*Assignment:* A word-for-word restatement of all the records is the required answer.

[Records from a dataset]
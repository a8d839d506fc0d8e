//! # Framework Errors
//!
//! This module defines the common error types used throughout the module
//! framework. By centralizing error definitions, we ensure consistent error
//! handling across the host, the registry, and every dispatch site.

use crate::framework::module::CapabilityId;

/// Boxed error returned by module hooks.
///
/// Modules define their own error types; the host only needs `Display` to log
/// a failed hook and move on to the next subscriber.
pub type HookError = Box<dyn std::error::Error + Send + Sync>;

/// Result alias for module hooks. Defaults to `()` for the fire-and-forget
/// callbacks; filtering and aggregating hooks substitute their payload type.
pub type HookResult<T = ()> = Result<T, HookError>;

/// Errors that can occur within the module framework itself.
#[derive(Debug, thiserror::Error)]
pub enum ModuleError {
    #[error("module construction produced no instance: {0}")]
    Construction(&'static str),
    #[error("module registry already contains {0}")]
    DuplicateModule(&'static str),
    #[error("dependency connection {consumer} -> {capability} failed: {cause}")]
    Connection {
        consumer: &'static str,
        capability: CapabilityId,
        cause: HookError,
    },
}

*Task response:*
repository a8d839d506fc0d8e
//! # Framework Errors
//!
//! This module defines the common error types used throughout the module
//! framework. By centralizing error definitions, we ensure consistent error
//! handling across the host, the registry, and every dispatch site.

use crate::framework::module::CapabilityId;

/// Boxed error returned by module hooks.
///
/// Modules define their own error types; the host only needs `Display` to log
/// a failed hook and move on to the next subscriber.
pub type HookError = Box<dyn std::error::Error + Send + Sync>;

/// Result alias for module hooks. Defaults to `()` for the fire-and-forget
/// callbacks; filtering and aggregating hooks substitute their payload type.
pub type HookResult<T = ()> = Result<T, HookError>;

/// Errors that can occur within the module framework itself.
#[derive(Debug, thiserror::Error)]
pub enum ModuleError {
    #[error("module construction produced no instance: {0}")]
    Construction(&'static str),
    #[error("module registry already contains {0}")]
    DuplicateModule(&'static str),
    #[error("dependency connection {consumer} -> {capability} failed: {cause}")]
    Connection {
        consumer: &'static str,
        capability: CapabilityId,
        cause: HookError,
    },
}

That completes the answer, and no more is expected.